### Aim of the task:
Print exactly the lines below between the line holding "request_log.emit();" and the line holding "let clone = self.inner.clone();", inclusive, and nothing more.

------------------------

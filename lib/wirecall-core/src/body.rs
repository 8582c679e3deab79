//! JSON in and out of request and response bodies.

use bytes::Bytes;

use crate::Result;

/// Object-safe JSON serialization, implemented for every [`serde::Serialize`] type.
///
/// Used where a record hands out a field (or itself) to be serialized
/// lazily: `form` fields, `json` fields and whole-record bodies.
pub trait JsonBody {
    /// Serialize to JSON bytes.
    ///
    /// # Errors
    ///
    /// Returns an error if JSON serialization fails.
    fn to_json_bytes(&self) -> Result<Bytes>;
}

impl<T: serde::Serialize + ?Sized> JsonBody for T {
    fn to_json_bytes(&self) -> Result<Bytes> {
        to_json(self)
    }
}

/// Serialize a value to JSON bytes.
///
/// # Errors
///
/// Returns an error if JSON serialization fails.
///
/// # Example
///
/// ```
/// use wirecall_core::to_json;
/// use serde::Serialize;
///
/// #[derive(Serialize)]
/// struct User { name: String }
///
/// let user = User { name: "Alice".to_string() };
/// let bytes = to_json(&user).expect("serialize");
/// assert_eq!(bytes.as_ref(), br#"{"name":"Alice"}"#);
/// ```
pub fn to_json<T: serde::Serialize + ?Sized>(value: &T) -> Result<Bytes> {
    serde_json::to_vec(value)
        .map(Bytes::from)
        .map_err(Into::into)
}

/// Deserialize JSON bytes to a value with path-aware error messages.
///
/// Uses `serde_path_to_error` to provide detailed error messages that include
/// the exact path to the field that failed to deserialize.
///
/// # Errors
///
/// Returns an error if JSON deserialization fails, with the error message
/// including the path to the problematic field (e.g., "user.address.city").
///
/// # Example
///
/// ```
/// use wirecall_core::from_json;
/// use serde::Deserialize;
///
/// #[derive(Debug, PartialEq, Deserialize)]
/// struct User { name: String }
///
/// let bytes = br#"{"name":"Alice"}"#;
/// let user: User = from_json(bytes).expect("deserialize");
/// assert_eq!(user, User { name: "Alice".to_string() });
/// ```
pub fn from_json<T: serde::de::DeserializeOwned>(bytes: &[u8]) -> Result<T> {
    let mut deserializer = serde_json::Deserializer::from_slice(bytes);
    serde_path_to_error::deserialize(&mut deserializer).map_err(|e| {
        crate::Error::json_deserialization(e.path().to_string(), e.inner().to_string())
    })
}

#[cfg(test)]
mod tests {
    use super::*;

    #[test]
    fn json_body_is_object_safe() {
        #[derive(serde::Serialize)]
        struct Item {
            #[serde(rename = "Name")]
            name: String,
        }

        let item = Item {
            name: "x".to_string(),
        };
        let body: &dyn JsonBody = &item;
        assert_eq!(
            body.to_json_bytes().expect("serialize").as_ref(),
            br#"{"Name":"x"}"#
        );
    }

    #[test]
    fn from_json_syntax_error() {
        #[derive(Debug, serde::Deserialize)]
        struct User {
            #[allow(dead_code)]
            name: String,
        }

        let err = from_json::<User>(b"not json").expect_err("should fail");
        assert!(err.to_string().contains("JSON deserialization error"));
    }

    #[test]
    fn from_json_missing_field_error_with_path() {
        #[derive(Debug, serde::Deserialize)]
        struct Address {
            #[allow(dead_code)]
            city: String,
        }

        #[derive(Debug, serde::Deserialize)]
        struct User {
            #[allow(dead_code)]
            address: Address,
        }

        let err = from_json::<User>(br#"{"address":{}}"#).expect_err("should fail");
        let msg = err.to_string();
        assert!(
            msg.contains("address"),
            "Expected path 'address' in error: {msg}"
        );
        assert!(
            msg.contains("city"),
            "Expected field 'city' mentioned in error: {msg}"
        );
    }
}
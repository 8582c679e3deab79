//! Call logging middleware.
//!
//! Every call runs inside an `http_request` span carrying the method, the
//! URL and, for generated requests, the route name and path template. Once
//! the transport answers, the request-scoped [`RequestLog`] is emitted.

use std::future::Future;
use std::pin::Pin;
use std::sync::Arc;
use std::task::{Context, Poll};
use std::time::{Duration, Instant};

use bytes::Bytes;
use tower::{Layer, Service};
use tracing::{Instrument, Span, debug, info, info_span, warn};

use crate::{Error, Method, Request, RequestLog, Result, RouteInfo, StreamingResponse};

/// Layer that adds call logging.
///
/// # Example
///
/// ```ignore
/// use wirecall::HyperClient;
/// use wirecall::middleware::LoggingLayer;
///
/// let client = HyperClient::builder()
///     .layer(LoggingLayer::debug())
///     .build();
/// ```
#[derive(Debug, Clone, Copy, Default)]
pub struct LoggingLayer {
    level: LogLevel,
}

/// Verbosity of the logging middleware.
#[derive(Debug, Clone, Copy, Default, PartialEq, Eq)]
pub enum LogLevel {
    /// Outgoing headers too, at debug level.
    Debug,
    /// One line out, one line back.
    #[default]
    Info,
}

impl LoggingLayer {
    /// Info-level logging.
    #[must_use]
    pub fn new() -> Self {
        Self::default()
    }

    /// Debug-level logging, including request headers.
    #[must_use]
    pub fn debug() -> Self {
        Self {
            level: LogLevel::Debug,
        }
    }

    /// Configured verbosity.
    #[must_use]
    pub const fn level(&self) -> LogLevel {
        self.level
    }
}

impl<S> Layer<S> for LoggingLayer {
    type Service = Logging<S>;

    fn layer(&self, inner: S) -> Self::Service {
        Logging {
            inner,
            level: self.level,
        }
    }
}

/// Service produced by [`LoggingLayer`].
#[derive(Debug, Clone)]
pub struct Logging<S> {
    inner: S,
    level: LogLevel,
}

// ============================================================================
// Exchange
// ============================================================================

/// What the middleware keeps about one call while it is in flight.
struct Exchange {
    method: Method,
    url: String,
    route: Option<RouteInfo>,
    request_log: Option<Arc<RequestLog>>,
}

impl Exchange {
    fn of(request: &Request<Bytes>) -> Self {
        let extensions = request.extensions();
        Self {
            method: request.method(),
            url: request.url().to_string(),
            route: extensions.get::<RouteInfo>().copied(),
            request_log: extensions.get::<Arc<RequestLog>>().cloned(),
        }
    }

    fn span(&self) -> Span {
        let (name, path) = self
            .route
            .map_or(("", ""), |route| (route.name, route.path));
        info_span!(
            "http_request",
            method = %self.method,
            url = %self.url,
            name = name,
            path = path,
        )
    }

    fn sending(&self, level: LogLevel, request: &Request<Bytes>) {
        match level {
            LogLevel::Debug => debug!(
                headers = ?request.headers(),
                has_body = request.body().is_some(),
                "sending request"
            ),
            LogLevel::Info => info!("sending request"),
        }
    }

    fn finished(self, result: &Result<StreamingResponse>, elapsed: Duration) {
        let elapsed_ms = u64::try_from(elapsed.as_millis()).unwrap_or(u64::MAX);
        match result {
            Ok(response) if response.is_success() => {
                info!(status = response.status(), elapsed_ms, "response received");
            }
            Ok(response) => {
                warn!(status = response.status(), elapsed_ms, "response with HTTP error status");
            }
            Err(err) => warn!(error = %err, elapsed_ms, "request failed"),
        }

        if let Some(request_log) = self.request_log {
            request_log.emit();
        }
    }
}

impl<S> Service<Request<Bytes>> for Logging<S>
where
    S: Service<Request<Bytes>, Response = StreamingResponse, Error = Error> + Clone + Send + 'static,
    S::Future: Send,
{
    type Response = StreamingResponse;
    type Error = Error;
    type Future = Pin<Box<dyn Future<Output = Result<Self::Response>> + Send>>;

    fn poll_ready(&mut self, cx: &mut Context<'_>) -> Poll<Result<()>> {
        self.inner.poll_ready(cx)
    }

    fn call(&mut self, request: Request<Bytes>) -> Self::Future {
        let exchange = Exchange::of(&request);
        let span = exchange.span();
        let level = self.level;

        // Take the service that was polled ready, leave a fresh clone behind
        let clone = self.inner.clone();
        let mut inner = std::mem::replace(&mut self.inner, clone);

        Box::pin(
            async move {
                exchange.sending(level, &request);
                let start = Instant::now();
                let result = inner.call(request).await;
                exchange.finished(&result, start.elapsed());
                result
            }
            .instrument(span),
        )
    }
}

------------------------

### Answer space:
            request_log.emit();
        }
    }
}

impl<S> Service<Request<Bytes>> for Logging<S>
where
    S: Service<Request<Bytes>, Response = StreamingResponse, Error = Error> + Clone + Send + 'static,
    S::Future: Send,
{
    type Response = StreamingResponse;
    type Error = Error;
    type Future = Pin<Box<dyn Future<Output = Result<Self::Response>> + Send>>;

    fn poll_ready(&mut self, cx: &mut Context<'_>) -> Poll<Result<()>> {
        self.inner.poll_ready(cx)
    }

    fn call(&mut self, request: Request<Bytes>) -> Self::Future {
        let exchange = Exchange::of(&request);
        let span = exchange.span();
        let level = self.level;

        // Take the service that was polled ready, leave a fresh clone behind
        let clone = self.inner.clone();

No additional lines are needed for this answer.